Museum / Cultural center
Architectural style: American Queen Anne
CA Ranking: 4
Admission: n-a
2 # 308, entre 3ra y 5ta
(+53)7212 - 5282
  • The Casa de Las Tejas Verdes (literally, House of the Green Tiles) was designed by architect José Luis Echarte and built in 1926. It is unique in Cuba for being the only example of the German renaissance style. The materials used included masonry for the walls, marble for the floors and staircase, and green American tiles for the roof, perhaps its most outstanding feature. Two urban legends surround the Havana mansion: one, that José López Rodríguez built the house and committed suicide there. The other was that the mansion had been built by a government official for his mistress. None of these stories are true though. Finally, the house that for so many years remained shrouded in mystery reopened in September 2010 as a center for the promotion and study of modern architecture, urban planning and interior design.

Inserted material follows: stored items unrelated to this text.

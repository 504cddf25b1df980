//! Spawns favkit-core workflows on the bridge runtime and forwards their
//! progress and alerts to the UI thread.

use std::path::PathBuf;
use std::sync::Arc;

use favkit_core::{
    CANVAS_COMMAND_NAME, EXPORT_COMMAND_NAME, Exporter, Notifier, ProgressCallback,
    ProgressEvent, ProgressEventKind, create_canvas,
};
use tokio::sync::mpsc;
use tracing::error;

use crate::async_bridge::{AsyncBridge, ProgressKind, ProgressUpdate};
use crate::dialogs::DialogFolderPicker;
use crate::state::AppState;

type Sender = mpsc::UnboundedSender<ProgressUpdate>;
type Receiver = mpsc::UnboundedReceiver<ProgressUpdate>;

const OPEN_TASK_NAME: &str = "Open Image";

/// Routes workflow alerts to the alert window.
#[derive(Clone)]
pub struct ChannelNotifier {
    tx: Sender,
}

impl ChannelNotifier {
    pub fn new(tx: Sender) -> Self {
        Self { tx }
    }
}

impl Notifier for ChannelNotifier {
    fn show_alert(&self, message: &str) {
        let _ = self.tx.send(
            ProgressUpdate::new(ProgressKind::Alert {
                message: message.to_string(),
            })
            .with_message(message),
        );
    }
}

fn started_channel(task: &str) -> (Sender, Receiver) {
    let (tx, rx) = mpsc::unbounded_channel();
    let _ = tx.send(
        ProgressUpdate::new(ProgressKind::Started {
            task: task.to_string(),
        })
        .with_message(format!("{task} started")),
    );
    (tx, rx)
}

fn finished(tx: &Sender, summary: String, folder: Option<PathBuf>) {
    let _ = tx.send(
        ProgressUpdate::new(ProgressKind::Completed {
            summary: summary.clone(),
            folder,
        })
        .with_message(summary),
    );
}

fn failed(tx: &Sender, error: String) {
    let _ = tx.send(
        ProgressUpdate::new(ProgressKind::Failed {
            error: error.clone(),
        })
        .with_message(error),
    );
}

/// Export progress event as a UI update.
pub fn translate(event: ProgressEvent) -> ProgressUpdate {
    let kind = match (event.kind, event.state) {
        (ProgressEventKind::State, Some(state)) => ProgressKind::State { state },
        _ => ProgressKind::Stage {
            stage: event.stage.clone().unwrap_or_default(),
        },
    };
    ProgressUpdate {
        kind,
        message: event.message,
        elapsed_ms: Some(event.elapsed_ms),
    }
}

/// Run the favicon export against the active document.
pub fn start_export(bridge: &AsyncBridge, state: &AppState) -> Receiver {
    let (tx, rx) = started_channel(EXPORT_COMMAND_NAME);
    let editor = Arc::clone(&state.editor);
    editor.set_filter(state.config.export.resample);
    let options = state.config.export.options();
    let picker = DialogFolderPicker::new(state.config.export.last_folder_path());

    bridge.handle().spawn(async move {
        let notifier = ChannelNotifier::new(tx.clone());
        let progress_tx = tx.clone();
        let callback: ProgressCallback = Arc::new(move |event: ProgressEvent| {
            let _ = progress_tx.send(translate(event));
        });

        let result = Exporter::new(editor.as_ref(), &picker, &notifier)
            .with_options(options)
            .with_progress(callback)
            .run()
            .await;
        match result {
            Ok(report) => finished(
                &tx,
                format!("Exported {} favicon files", report.files.len()),
                Some(report.folder),
            ),
            Err(err) => failed(&tx, err.to_string()),
        }
    });
    rx
}

/// Create the blank favicon canvas from the configured preferences.
pub fn start_canvas(bridge: &AsyncBridge, state: &AppState) -> Receiver {
    let (tx, rx) = started_channel(CANVAS_COMMAND_NAME);
    let editor = Arc::clone(&state.editor);
    let spec = state.config.canvas.to_spec();

    bridge.handle().spawn(async move {
        let notifier = ChannelNotifier::new(tx.clone());
        match create_canvas(editor.as_ref(), &notifier, &spec).await {
            Ok(id) => finished(
                &tx,
                format!("Created {}x{} canvas {id}", spec.width, spec.height),
                None,
            ),
            Err(err) => failed(&tx, err.to_string()),
        }
    });
    rx
}

/// Decode `path` and make it the active document.
pub fn start_open(bridge: &AsyncBridge, state: &AppState, path: PathBuf) -> Receiver {
    let (tx, rx) = started_channel(OPEN_TASK_NAME);
    let editor = Arc::clone(&state.editor);

    bridge.handle().spawn(async move {
        match editor.open_file(&path).await {
            Ok(id) => finished(&tx, format!("Opened {} as {id}", path.display()), None),
            Err(err) => {
                error!(error = %err, path = %path.display(), "Failed to open image");
                ChannelNotifier::new(tx.clone()).show_alert(&format!("Failed to open image: {err}"));
                failed(&tx, err.to_string());
            }
        }
    });
    rx
}

#[cfg(test)]
mod tests {
    use super::*;
    use favkit_core::{ExportState, FileConfig};

    fn drain(mut rx: Receiver) -> Vec<ProgressKind> {
        let mut kinds = Vec::new();
        while let Some(update) = rx.blocking_recv() {
            let done = matches!(
                update.kind,
                ProgressKind::Completed { .. } | ProgressKind::Failed { .. }
            );
            kinds.push(update.kind);
            if done {
                break;
            }
        }
        kinds
    }

    #[test]
    fn canvas_task_creates_active_document() {
        let bridge = AsyncBridge::new().expect("runtime");
        let state = AppState::from_config(FileConfig::default());

        let kinds = drain(start_canvas(&bridge, &state));
        assert!(matches!(kinds.first(), Some(ProgressKind::Started { .. })));
        assert!(matches!(kinds.last(), Some(ProgressKind::Completed { folder: None, .. })));

        let snapshot = state.editor.active_snapshot().expect("active document");
        assert_eq!(snapshot.pixels.dimensions(), (46, 46));
    }

    #[test]
    fn invalid_canvas_raises_one_alert() {
        let bridge = AsyncBridge::new().expect("runtime");
        let mut config = FileConfig::default();
        config.canvas.width = 0;
        let state = AppState::from_config(config);

        let kinds = drain(start_canvas(&bridge, &state));
        let alerts = kinds
            .iter()
            .filter(|kind| matches!(kind, ProgressKind::Alert { .. }))
            .count();
        assert_eq!(alerts, 1);
        assert!(matches!(kinds.last(), Some(ProgressKind::Failed { .. })));
        assert!(state.editor.active_snapshot().is_none());
    }

    #[test]
    fn export_without_document_fails_before_any_dialog() {
        let bridge = AsyncBridge::new().expect("runtime");
        let state = AppState::from_config(FileConfig::default());

        let kinds = drain(start_export(&bridge, &state));
        assert!(kinds.iter().any(|kind| matches!(
            kind,
            ProgressKind::Alert { message } if message == "Please create or open a document first"
        )));
        assert!(kinds.iter().any(|kind| matches!(
            kind,
            ProgressKind::State {
                state: ExportState::Failed
            }
        )));
        assert!(matches!(kinds.last(), Some(ProgressKind::Failed { .. })));
    }

    #[test]
    fn missing_file_alerts() {
        let bridge = AsyncBridge::new().expect("runtime");
        let state = AppState::from_config(FileConfig::default());
        let path = std::env::temp_dir().join("favkit-definitely-missing.png");

        let kinds = drain(start_open(&bridge, &state, path));
        assert!(kinds.iter().any(|kind| matches!(kind, ProgressKind::Alert { .. })));
        assert!(matches!(kinds.last(), Some(ProgressKind::Failed { .. })));
    }
}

    The Green House: eternal home of Luisa Rodríguez Faxas
    By Lucía Lamadrid

    Located to the west of Havana, at the corner of Quinta Avenida and 2nd St. in Miramar, the House of the Green Tiles or the Green House, as it is popularly known, is one of the most striking mansions in this city. Designed by architect José Luis Echarte and built in 1926, it is unique in Cuba for being the only example of the American Queen Anne style with its wrap-around porch, dormer windows, cone-shaped tower and steeply pitched roof.

    The materials used in this three-storied house included masonry for the walls, marble for the floors and staircase, and green American tiles for the roof, perhaps its most outstanding feature. The three-story house featured a continuous porch, entrance hall, living room, dining room, library, bathroom, kitchen and pantry on the ground floor; five bedrooms, three bathrooms and four closets on the second floor; and vestibule, bedroom with bathroom, plus the servants’ quarters composed of three rooms and one bathroom on the top floor. The cupola was used as a carpentry and furniture storeroom, while the laundry, utility room and garage for four cars were all in the basement.

    But it was not the house’s architectural merits that made it famous. Two urban legends surrounded the Havana mansion: one, that José López Rodríguez, nicknamed Pote, a wealthy banker and trader in sugar, supposedly built the house and committed suicide there. Pote did kill himself, but in another house, five years before the Green House was actually built. The other, was that the mansion had been built by Carlos Miguel de Céspedes–a government official during the presidency of dictator Gerardo Machado–for his mistress, Esmeralda, who had beautiful and vivid green eyes. The story goes that he could see her from his own home, Villa Miramar–today, the 1830 Restaurant–located on the eastern side of the Almendares River.

    Yet, none of these stories is true. The house was built for Armando “Cocó” de Armas, who was head steward of the Presidential Palace during president Mario Garcia Menocal’s two terms in office. In 1943, Cocó de Armas sold the house to the Jarpe S.A. Investment Company, which in November of that same year sold it to Luisa Rodríguez Faxas, who was to become the last resident of the Green House.

    Born in Barcelona, Spain, on 25 November 1922 and a naturalized citizen of Cuba, Luisa, in keeping with the family’s social standing, hobnobbed with people in high society, belonged to elite clubs, and even gave piano concerts in different venues in Havana. She married Mario Cabrera Saqui, a writer and lawyer, and had three children.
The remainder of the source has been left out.